■ **WORK ORDER**: Below are the entries to work from; restate word for word the portion that opens with the line containing "date = v.parse().unwrap_or(0);" and closes with the line containing "document is uploaded.", keeping both.

■ **RECORDS TO USE**:
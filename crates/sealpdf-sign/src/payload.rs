//! Signature payload encoding: the attachment text, its field grammar,
//! and the verification URLs carried in the QR code.

use percent_encoding::{utf8_percent_encode, AsciiSet, NON_ALPHANUMERIC};
use serde::{Deserialize, Serialize};
use unicode_normalization::UnicodeNormalization;

/// Characters left bare by `encodeURIComponent`; everything else
/// non-alphanumeric is percent-escaped. Verifier frontends decode the
/// QR URL with the matching rules.
const URI_COMPONENT: &AsciiSet = &NON_ALPHANUMERIC
    .remove(b'-')
    .remove(b'_')
    .remove(b'.')
    .remove(b'!')
    .remove(b'~')
    .remove(b'*')
    .remove(b'\'')
    .remove(b'(')
    .remove(b')');

/// NFC normalization. Applied to every user-supplied string before it
/// is signed or compared, so visually identical input signs identically
/// regardless of how the platform composed it.
pub fn nfc(s: &str) -> String {
    s.nfc().collect()
}

pub fn encode_component(s: &str) -> String {
    utf8_percent_encode(s, URI_COMPONENT).to_string()
}

/// The five fields carried in the `/SignatureData` attachment.
#[derive(Debug, Clone, PartialEq, Serialize, Deserialize)]
pub struct ExtractedData {
    /// Unix timestamp of signing.
    pub date: i64,
    pub signature: String,
    pub number: String,
    pub recipient: String,
    pub title: String,
}

/// Render the attachment text: one `Key: value` line per field.
pub fn encode_attachment(data: &ExtractedData) -> String {
    format!(
        "Date: {}\nSignature: {}\nNumber: {}\nRecipient: {}\nTitle: {}",
        data.date, data.signature, data.number, data.recipient, data.title
    )
}

/// Parse attachment text back into its fields. All five must be present
/// and non-empty (a zero date counts as missing).
pub fn extract_fields(text: &str) -> Option<ExtractedData> {
    let mut date = 0i64;
    let mut signature = String::new();
    let mut number = String::new();
    let mut recipient = String::new();
    let mut title = String::new();

    for line in text.lines() {
        if let Some(v) = line.strip_prefix("Date: ") {
            date = v.parse().unwrap_or(0);
        } else if let Some(v) = line.strip_prefix("Signature: ") {
            signature = v.to_string();
        } else if let Some(v) = line.strip_prefix("Number: ") {
            number = v.to_string();
        } else if let Some(v) = line.strip_prefix("Recipient: ") {
            recipient = v.to_string();
        } else if let Some(v) = line.strip_prefix("Title: ") {
            title = v.to_string();
        }
    }

    if date != 0 && !signature.is_empty() && !number.is_empty() && !recipient.is_empty() && !title.is_empty()
    {
        Some(ExtractedData {
            date,
            signature,
            number,
            recipient,
            title,
        })
    } else {
        None
    }
}

/// QR URL for hybrid mode: every signed field rides in the query string
/// so the verifier page can prefill before the document is uploaded.
pub fn hybrid_verify_url(base: &str, data: &ExtractedData, hash: &str) -> String {
    format!(
        "{}/verify?signature={}&date={}&hash={}&number={}&recipient={}&title={}",
        base,
        encode_component(&data.signature),
        data.date,
        encode_component(hash),
        encode_component(&data.number),
        encode_component(&data.recipient),
        encode_component(&data.title),
    )
}

/// QR URL for full-onchain mode: the hash alone, everything else lives
/// in contract storage.
pub fn onchain_verify_url(base: &str, hash: &str) -> String {
    format!("{}/full/verify?hash={}", base, encode_component(hash))
}

#[cfg(test)]
mod tests {
    use super::*;
    use pretty_assertions::assert_eq;

    fn sample() -> ExtractedData {
        ExtractedData {
            date: 1700000000,
            signature: format!("0x{}", "ab".repeat(65)),
            number: "SK-042/2026".to_string(),
            recipient: "Ana Suryani".to_string(),
            title: "Surat Keputusan".to_string(),
        }
    }

    #[test]
    fn attachment_round_trips() {
        let data = sample();
        let text = encode_attachment(&data);
        assert_eq!(extract_fields(&text), Some(data));
    }

    #[test]
    fn missing_field_yields_none() {
        let text = "Date: 1700000000\nSignature: 0xab\nNumber: 1\nRecipient: A";
        assert_eq!(extract_fields(text), None);
    }

    #[test]
    fn zero_date_counts_as_missing() {
        let text = "Date: 0\nSignature: 0xab\nNumber: 1\nRecipient: A\nTitle: T";
        assert_eq!(extract_fields(text), None);
    }

    #[test]
    fn unknown_lines_are_ignored() {
        let text = format!("X-Extra: hi\n{}\nTrailing garbage", encode_attachment(&sample()));
        assert_eq!(extract_fields(&text), Some(sample()));
    }

    #[test]
    fn nfc_composes_decomposed_input() {
        // "é" as e + combining acute composes to a single scalar
        assert_eq!(nfc("Jos\u{0065}\u{0301}"), "Jos\u{00e9}");
        assert_eq!(nfc("plain"), "plain");
    }

    #[test]
    fn encoding_matches_encode_uri_component() {
        assert_eq!(encode_component("a b&c=d"), "a%20b%26c%3Dd");
        assert_eq!(encode_component("keep-_.!~*'()"), "keep-_.!~*'()");
        assert_eq!(encode_component("Ana/β"), "Ana%2F%CE%B2");
    }

    #[test]
    fn hybrid_url_carries_all_fields() {
        let url = hybrid_verify_url("https://sign.example", &sample(), "0xdead");
        assert!(url.starts_with("https://sign.example/verify?signature=0x"));
        assert!(url.contains("&date=1700000000&"));
        assert!(url.contains("&hash=0xdead&"));
        assert!(url.contains("&number=SK-042%2F2026&"));
        assert!(url.contains("&recipient=Ana%20Suryani&"));
        assert!(url.ends_with("&title=Surat%20Keputusan"));
    }

    #[test]
    fn onchain_url_is_hash_only() {
        assert_eq!(
            onchain_verify_url("https://sign.example", "0xbeef"),
            "https://sign.example/full/verify?hash=0xbeef"
        );
    }
}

■ **RESULT OF THE TASK**:
            date = v.parse().unwrap_or(0);
        } else if let Some(v) = line.strip_prefix("Signature: ") {
            signature = v.to_string();
        } else if let Some(v) = line.strip_prefix("Number: ") {
            number = v.to_string();
        } else if let Some(v) = line.strip_prefix("Recipient: ") {
            recipient = v.to_string();
        } else if let Some(v) = line.strip_prefix("Title: ") {
            title = v.to_string();
        }
    }

    if date != 0 && !signature.is_empty() && !number.is_empty() && !recipient.is_empty() && !title.is_empty()
    {
        Some(ExtractedData {
            date,
            signature,
            number,
            recipient,
            title,
        })
    } else {
        None
    }
}

/// QR URL for hybrid mode: every signed field rides in the query string
/// so the verifier page can prefill before the document is uploaded.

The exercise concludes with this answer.